Importantly, this work shows that the extensional viscosity of concentrated biopharmaceutical solutions also needs to be considered when one calculates the total force of syringe injection tests, because the measured pressure drop of the BSA solutions across the syringe-like microdevice resulted to be well above the purely shear contribution. This implies that the extensional viscosity plays an important role in determining the overall pressure drop of the complex flows underwent by protein solutions through needles, even if it is Newtonian. The extensional contributions are typically neglected in the formulation of predictions of injection forces [1, 7, 15, 48] and should then be considered if more realistic calculations have to be implemented.

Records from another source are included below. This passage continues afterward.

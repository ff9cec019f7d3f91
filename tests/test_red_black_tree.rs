use rand::Rng;
use red_black_collections::compare::Natural;
use red_black_collections::red_black_tree::{RedBlackMap, RedBlackSet};
use std::collections::{BTreeMap, BTreeSet};
use std::rc::Rc;

const NUM_OF_OPERATIONS: usize = 10_000;

#[test]
fn int_test_red_black_map() {
    let mut rng: rand::XorShiftRng = rand::SeedableRng::from_seed([1, 1, 1, 1]);
    let mut map = RedBlackMap::new();
    let mut expected = BTreeMap::new();

    for i in 0..NUM_OF_OPERATIONS {
        let key = rng.gen_range(0, 5_000);
        let val = rng.gen::<u32>();

        assert_eq!(map.insert(key, val).unwrap(), expected.insert(key, val));
        if i % 100 == 0 {
            map.check_invariants().unwrap();
        }
    }
    map.check_invariants().unwrap();

    assert_eq!(map.len(), expected.len());
    assert_eq!(map.min(), expected.keys().next());
    assert_eq!(map.max(), expected.keys().next_back());
    assert_eq!(
        map.iter().collect::<Vec<(&u32, &u32)>>(),
        expected.iter().collect::<Vec<(&u32, &u32)>>(),
    );

    for key in 0..5_000 {
        assert_eq!(map.contains_key(&key), expected.contains_key(&key));
        assert_eq!(map.get(&key), expected.get(&key));
    }

    assert_eq!(
        map.into_iter().collect::<Vec<(u32, u32)>>(),
        expected.into_iter().collect::<Vec<(u32, u32)>>(),
    );
}

#[test]
fn int_test_sorted_inserts_stay_balanced() {
    let mut ascending = RedBlackSet::new();
    let mut descending = RedBlackSet::new();
    for key in 0..NUM_OF_OPERATIONS {
        ascending.insert(key).unwrap();
        descending.insert(NUM_OF_OPERATIONS - key).unwrap();
    }
    ascending.check_invariants().unwrap();
    descending.check_invariants().unwrap();
    assert_eq!(ascending.len(), NUM_OF_OPERATIONS);
    assert!(ascending.iter().zip(0..).all(|(key, expected)| *key == expected));
}

#[test]
fn int_test_single_node_chunks() {
    let mut map = RedBlackMap::with_chunk_size(Natural, 1);
    for key in (0..2_000u32).rev() {
        map.insert(key, key + 1).unwrap();
    }
    map.check_invariants().unwrap();
    assert_eq!(
        map.into_iter().collect::<Vec<(u32, u32)>>(),
        (0..2_000).map(|key| (key, key + 1)).collect::<Vec<(u32, u32)>>(),
    );
}

#[test]
fn int_test_update_semantics() {
    let mut map = RedBlackMap::new();
    map.insert("k", 1).unwrap();
    assert_eq!(map.insert("k", 2).unwrap(), Some(1));
    assert_eq!(map.len(), 1);
    assert!(map.contains_key(&"k"));
    assert_eq!(map.get(&"k"), Some(&2));
    map.check_invariants().unwrap();
}

#[test]
fn int_test_scenario_in_order() {
    let mut set = RedBlackSet::new();
    for key in &[5, 3, 8, 1, 4, 7, 9, 2, 6] {
        set.insert(*key).unwrap();
    }
    set.check_invariants().unwrap();
    assert_eq!(
        set.iter().cloned().collect::<Vec<u32>>(),
        vec![1, 2, 3, 4, 5, 6, 7, 8, 9],
    );
}

#[test]
fn int_test_empty_set() {
    let set: RedBlackSet<u32> = RedBlackSet::new();
    assert_eq!(set.len(), 0);
    assert!(!set.contains(&0));
    assert_eq!(set.iter().next(), None);

    let map: RedBlackMap<u32, u32> = RedBlackMap::new();
    assert!(!map.iter().has_next());
}

#[test]
fn int_test_set_algebra() {
    let mut rng: rand::XorShiftRng = rand::SeedableRng::from_seed([2, 2, 2, 2]);
    let mut a = RedBlackSet::new();
    let mut b = RedBlackSet::new();
    let mut expected_a = BTreeSet::new();
    let mut expected_b = BTreeSet::new();

    for _ in 0..NUM_OF_OPERATIONS {
        let key = rng.gen_range(0, 2_000);
        if rng.gen::<bool>() {
            a.insert(key).unwrap();
            expected_a.insert(key);
        } else {
            b.insert(key).unwrap();
            expected_b.insert(key);
        }
    }

    let union = a.union(&b).unwrap();
    let intersection = a.intersection(&b).unwrap();
    let difference = a.difference(&b).unwrap();
    for set in &[&union, &intersection, &difference] {
        set.check_invariants().unwrap();
    }

    assert_eq!(
        union.iter().collect::<Vec<&u32>>(),
        expected_a.union(&expected_b).collect::<Vec<&u32>>(),
    );
    assert_eq!(
        intersection.iter().collect::<Vec<&u32>>(),
        expected_a.intersection(&expected_b).collect::<Vec<&u32>>(),
    );
    assert_eq!(
        difference.iter().collect::<Vec<&u32>>(),
        expected_a.difference(&expected_b).collect::<Vec<&u32>>(),
    );
    assert_eq!(union.len() + intersection.len(), a.len() + b.len());
}

#[test]
fn int_test_copy_shares_values() {
    let mut map = RedBlackMap::new();
    let value = Rc::new(String::from("shared"));
    map.insert(1, Rc::clone(&value)).unwrap();

    let copy = map.copy().unwrap();
    assert!(Rc::ptr_eq(&copy[&1], &value));
    assert_eq!(Rc::strong_count(&value), 3);

    drop(map);
    assert_eq!(Rc::strong_count(&value), 2);
    assert_eq!(copy.get(&1).map(|value| value.as_str()), Some("shared"));
}

#[test]
fn int_test_bincode_round_trip() {
    let mut map = RedBlackMap::new();
    for key in 0..100u32 {
        map.insert(key, key * 2).unwrap();
    }

    let bytes = bincode::serialize(&map).unwrap();
    let decoded: RedBlackMap<u32, u32> = bincode::deserialize(&bytes).unwrap();
    decoded.check_invariants().unwrap();
    assert_eq!(decoded, map);
}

Additionally, because the typical shear rate experienced by blood ranges from 10 \(\text {s}^{-1}\)  in the ascending aorta [16] up to 100 \(\text {s}^{-1}\)  in capillaries [25], while its pH \(\approx\) 7.4 [55] is close to what probed here. Therefore, this work also indicates that human serum albumin maintains its native conformation under physiological flow conditions.